### YOUR ASSIGNMENT:
Instruction for the data below: set down exactly the lines from the line with "operation, waits included." to the line with "pub struct Outcome", inclusive, and no others.

Extracted records:
◆ ◆ ◆ ◆ ◆
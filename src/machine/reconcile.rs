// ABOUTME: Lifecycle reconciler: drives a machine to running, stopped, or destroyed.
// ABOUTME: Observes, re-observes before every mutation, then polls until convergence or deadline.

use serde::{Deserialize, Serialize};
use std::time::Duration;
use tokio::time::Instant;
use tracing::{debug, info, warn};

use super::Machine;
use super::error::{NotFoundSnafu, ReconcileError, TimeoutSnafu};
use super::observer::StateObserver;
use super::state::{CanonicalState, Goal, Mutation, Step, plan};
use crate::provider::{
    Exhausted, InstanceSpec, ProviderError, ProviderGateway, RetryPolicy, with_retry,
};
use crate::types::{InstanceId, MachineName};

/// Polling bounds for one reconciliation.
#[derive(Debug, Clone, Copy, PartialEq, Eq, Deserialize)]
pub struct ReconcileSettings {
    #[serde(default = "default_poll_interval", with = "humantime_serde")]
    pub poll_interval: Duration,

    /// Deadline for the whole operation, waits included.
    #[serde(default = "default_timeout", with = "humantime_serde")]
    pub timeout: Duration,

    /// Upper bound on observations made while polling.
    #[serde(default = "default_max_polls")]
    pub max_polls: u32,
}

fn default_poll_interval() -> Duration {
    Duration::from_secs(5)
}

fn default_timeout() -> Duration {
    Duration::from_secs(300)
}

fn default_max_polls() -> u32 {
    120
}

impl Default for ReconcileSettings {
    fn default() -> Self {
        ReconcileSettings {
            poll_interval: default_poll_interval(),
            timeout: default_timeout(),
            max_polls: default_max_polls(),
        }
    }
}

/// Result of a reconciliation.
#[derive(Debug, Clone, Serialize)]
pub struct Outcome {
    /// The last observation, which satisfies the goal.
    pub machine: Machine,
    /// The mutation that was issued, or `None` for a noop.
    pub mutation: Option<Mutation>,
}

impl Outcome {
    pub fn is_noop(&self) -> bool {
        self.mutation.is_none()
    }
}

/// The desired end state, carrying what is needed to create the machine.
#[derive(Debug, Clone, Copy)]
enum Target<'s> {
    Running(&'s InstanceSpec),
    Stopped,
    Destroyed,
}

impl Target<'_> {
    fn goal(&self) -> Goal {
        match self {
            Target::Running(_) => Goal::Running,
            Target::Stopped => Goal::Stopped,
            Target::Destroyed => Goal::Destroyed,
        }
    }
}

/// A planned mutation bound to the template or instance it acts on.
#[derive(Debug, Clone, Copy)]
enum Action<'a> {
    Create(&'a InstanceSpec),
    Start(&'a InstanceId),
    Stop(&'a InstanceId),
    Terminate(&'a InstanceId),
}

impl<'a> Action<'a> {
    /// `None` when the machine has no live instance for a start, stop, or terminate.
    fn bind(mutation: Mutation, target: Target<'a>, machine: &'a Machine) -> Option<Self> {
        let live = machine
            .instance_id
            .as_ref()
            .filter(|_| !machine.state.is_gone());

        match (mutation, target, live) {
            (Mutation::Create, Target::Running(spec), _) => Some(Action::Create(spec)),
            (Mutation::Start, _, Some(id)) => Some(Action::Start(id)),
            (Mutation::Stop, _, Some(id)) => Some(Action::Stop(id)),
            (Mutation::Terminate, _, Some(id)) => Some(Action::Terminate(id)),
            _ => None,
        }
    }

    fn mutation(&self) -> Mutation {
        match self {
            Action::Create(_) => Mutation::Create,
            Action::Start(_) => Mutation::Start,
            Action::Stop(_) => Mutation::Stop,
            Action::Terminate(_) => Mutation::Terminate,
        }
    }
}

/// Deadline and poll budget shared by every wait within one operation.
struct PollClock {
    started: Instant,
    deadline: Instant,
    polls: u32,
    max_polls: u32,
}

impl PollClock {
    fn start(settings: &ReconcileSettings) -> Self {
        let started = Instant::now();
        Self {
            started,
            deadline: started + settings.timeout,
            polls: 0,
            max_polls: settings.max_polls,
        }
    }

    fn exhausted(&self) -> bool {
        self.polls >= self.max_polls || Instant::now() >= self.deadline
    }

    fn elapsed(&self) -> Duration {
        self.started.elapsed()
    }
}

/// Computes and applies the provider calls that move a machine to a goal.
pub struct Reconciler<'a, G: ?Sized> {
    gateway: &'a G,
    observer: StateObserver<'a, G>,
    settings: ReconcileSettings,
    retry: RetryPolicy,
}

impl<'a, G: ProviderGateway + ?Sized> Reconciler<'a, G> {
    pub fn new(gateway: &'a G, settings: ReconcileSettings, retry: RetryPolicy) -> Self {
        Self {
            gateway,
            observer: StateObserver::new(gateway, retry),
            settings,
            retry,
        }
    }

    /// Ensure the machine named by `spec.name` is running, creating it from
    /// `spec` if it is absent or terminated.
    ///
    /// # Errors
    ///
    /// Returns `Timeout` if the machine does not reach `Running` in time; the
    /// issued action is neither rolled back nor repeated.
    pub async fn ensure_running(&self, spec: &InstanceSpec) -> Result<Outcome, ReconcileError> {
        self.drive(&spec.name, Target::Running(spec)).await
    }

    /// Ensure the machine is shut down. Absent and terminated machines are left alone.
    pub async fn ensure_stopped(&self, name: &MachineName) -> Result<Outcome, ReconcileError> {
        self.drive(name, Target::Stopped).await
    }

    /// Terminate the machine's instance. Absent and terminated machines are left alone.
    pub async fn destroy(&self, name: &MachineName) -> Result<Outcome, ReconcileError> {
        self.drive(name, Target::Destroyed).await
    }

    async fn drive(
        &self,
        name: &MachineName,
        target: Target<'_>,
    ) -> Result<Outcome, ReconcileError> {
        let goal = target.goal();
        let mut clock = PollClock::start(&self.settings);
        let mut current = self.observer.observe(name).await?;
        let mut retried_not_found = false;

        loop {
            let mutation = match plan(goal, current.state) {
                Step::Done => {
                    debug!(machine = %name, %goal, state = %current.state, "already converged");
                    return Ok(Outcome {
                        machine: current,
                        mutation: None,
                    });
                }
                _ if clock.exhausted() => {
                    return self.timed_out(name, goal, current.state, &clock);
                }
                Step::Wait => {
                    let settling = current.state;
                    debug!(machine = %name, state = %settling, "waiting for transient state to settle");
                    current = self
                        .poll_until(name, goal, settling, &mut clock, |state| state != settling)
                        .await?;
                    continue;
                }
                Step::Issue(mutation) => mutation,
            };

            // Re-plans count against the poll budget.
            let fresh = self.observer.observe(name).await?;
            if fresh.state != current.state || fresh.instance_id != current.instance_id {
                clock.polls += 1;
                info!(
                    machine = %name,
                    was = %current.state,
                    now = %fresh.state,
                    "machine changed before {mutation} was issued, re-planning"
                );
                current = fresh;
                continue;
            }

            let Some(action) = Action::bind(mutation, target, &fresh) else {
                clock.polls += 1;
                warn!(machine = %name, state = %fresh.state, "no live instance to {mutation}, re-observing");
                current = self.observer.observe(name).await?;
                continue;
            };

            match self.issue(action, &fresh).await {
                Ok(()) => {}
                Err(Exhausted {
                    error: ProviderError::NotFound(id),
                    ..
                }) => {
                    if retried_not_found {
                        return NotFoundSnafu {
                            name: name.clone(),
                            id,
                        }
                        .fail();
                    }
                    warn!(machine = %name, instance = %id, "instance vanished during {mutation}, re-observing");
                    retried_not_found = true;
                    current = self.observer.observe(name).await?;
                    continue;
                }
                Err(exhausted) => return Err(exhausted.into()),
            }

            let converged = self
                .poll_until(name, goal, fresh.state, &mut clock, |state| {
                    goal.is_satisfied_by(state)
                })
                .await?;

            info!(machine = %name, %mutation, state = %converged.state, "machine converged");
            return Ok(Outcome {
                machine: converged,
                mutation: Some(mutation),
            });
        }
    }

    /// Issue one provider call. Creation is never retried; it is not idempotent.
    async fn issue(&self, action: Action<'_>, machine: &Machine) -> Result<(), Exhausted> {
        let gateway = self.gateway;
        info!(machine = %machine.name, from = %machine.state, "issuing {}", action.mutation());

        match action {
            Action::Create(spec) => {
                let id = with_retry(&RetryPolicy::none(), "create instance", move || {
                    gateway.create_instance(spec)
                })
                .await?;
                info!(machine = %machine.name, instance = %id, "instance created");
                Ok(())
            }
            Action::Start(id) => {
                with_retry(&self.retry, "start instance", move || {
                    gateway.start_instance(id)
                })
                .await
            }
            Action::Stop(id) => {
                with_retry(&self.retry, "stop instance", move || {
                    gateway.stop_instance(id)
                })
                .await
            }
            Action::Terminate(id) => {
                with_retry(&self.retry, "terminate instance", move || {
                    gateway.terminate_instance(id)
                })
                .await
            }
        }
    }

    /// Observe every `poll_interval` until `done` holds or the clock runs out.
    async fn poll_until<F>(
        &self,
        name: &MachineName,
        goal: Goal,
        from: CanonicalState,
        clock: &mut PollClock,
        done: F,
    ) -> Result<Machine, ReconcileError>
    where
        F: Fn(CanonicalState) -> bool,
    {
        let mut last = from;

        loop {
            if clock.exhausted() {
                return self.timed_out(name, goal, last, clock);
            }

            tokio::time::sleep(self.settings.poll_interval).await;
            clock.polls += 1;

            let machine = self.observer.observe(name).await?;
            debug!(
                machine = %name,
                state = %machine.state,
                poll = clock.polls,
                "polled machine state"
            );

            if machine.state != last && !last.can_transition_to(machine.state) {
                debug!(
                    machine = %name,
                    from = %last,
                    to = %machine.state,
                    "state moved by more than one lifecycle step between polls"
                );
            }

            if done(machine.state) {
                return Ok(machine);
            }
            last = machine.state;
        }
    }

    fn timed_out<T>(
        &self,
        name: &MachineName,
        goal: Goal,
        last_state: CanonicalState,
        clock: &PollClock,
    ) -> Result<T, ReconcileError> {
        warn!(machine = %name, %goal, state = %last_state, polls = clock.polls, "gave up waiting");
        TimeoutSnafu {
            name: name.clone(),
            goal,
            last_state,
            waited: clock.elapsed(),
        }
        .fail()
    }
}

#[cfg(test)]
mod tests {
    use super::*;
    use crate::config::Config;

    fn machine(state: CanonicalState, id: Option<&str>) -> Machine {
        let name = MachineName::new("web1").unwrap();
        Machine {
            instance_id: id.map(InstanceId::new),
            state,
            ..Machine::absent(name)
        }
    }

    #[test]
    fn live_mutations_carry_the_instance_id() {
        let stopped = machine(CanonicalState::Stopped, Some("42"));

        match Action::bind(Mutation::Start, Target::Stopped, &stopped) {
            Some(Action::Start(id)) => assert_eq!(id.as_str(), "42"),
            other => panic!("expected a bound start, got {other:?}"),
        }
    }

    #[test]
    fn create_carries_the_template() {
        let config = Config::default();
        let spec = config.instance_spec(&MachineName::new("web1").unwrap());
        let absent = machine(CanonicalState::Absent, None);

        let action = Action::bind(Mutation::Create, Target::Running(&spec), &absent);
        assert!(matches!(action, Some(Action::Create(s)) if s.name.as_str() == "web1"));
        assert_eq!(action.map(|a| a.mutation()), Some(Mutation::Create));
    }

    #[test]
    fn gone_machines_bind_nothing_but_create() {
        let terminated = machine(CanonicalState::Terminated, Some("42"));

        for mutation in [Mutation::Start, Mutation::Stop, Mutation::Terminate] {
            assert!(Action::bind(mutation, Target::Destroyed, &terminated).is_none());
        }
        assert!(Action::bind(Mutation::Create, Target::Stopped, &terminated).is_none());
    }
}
◆ ◆ ◆ ◆ ◆
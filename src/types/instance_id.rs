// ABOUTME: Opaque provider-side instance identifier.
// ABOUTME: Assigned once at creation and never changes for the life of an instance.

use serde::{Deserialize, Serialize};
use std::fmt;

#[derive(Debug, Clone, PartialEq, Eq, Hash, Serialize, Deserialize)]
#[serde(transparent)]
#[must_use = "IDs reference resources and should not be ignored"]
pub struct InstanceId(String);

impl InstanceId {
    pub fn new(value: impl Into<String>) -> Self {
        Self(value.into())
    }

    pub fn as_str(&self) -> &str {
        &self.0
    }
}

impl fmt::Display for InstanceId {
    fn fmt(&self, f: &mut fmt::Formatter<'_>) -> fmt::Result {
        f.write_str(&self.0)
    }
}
◆ ◆ ◆ ◆ ◆
### ANSWER TO THE EXERCISE:
    /// Deadline for the whole operation, waits included.
    #[serde(default = "default_timeout", with = "humantime_serde")]
    pub timeout: Duration,

    /// Upper bound on observations made while polling.
    #[serde(default = "default_max_polls")]
    pub max_polls: u32,
}

fn default_poll_interval() -> Duration {
    Duration::from_secs(5)
}

fn default_timeout() -> Duration {
    Duration::from_secs(300)
}

fn default_max_polls() -> u32 {
    120
}

impl Default for ReconcileSettings {
    fn default() -> Self {
        ReconcileSettings {
            poll_interval: default_poll_interval(),
            timeout: default_timeout(),
            max_polls: default_max_polls(),
        }
    }
}

/// Result of a reconciliation.
#[derive(Debug, Clone, Serialize)]
pub struct Outcome {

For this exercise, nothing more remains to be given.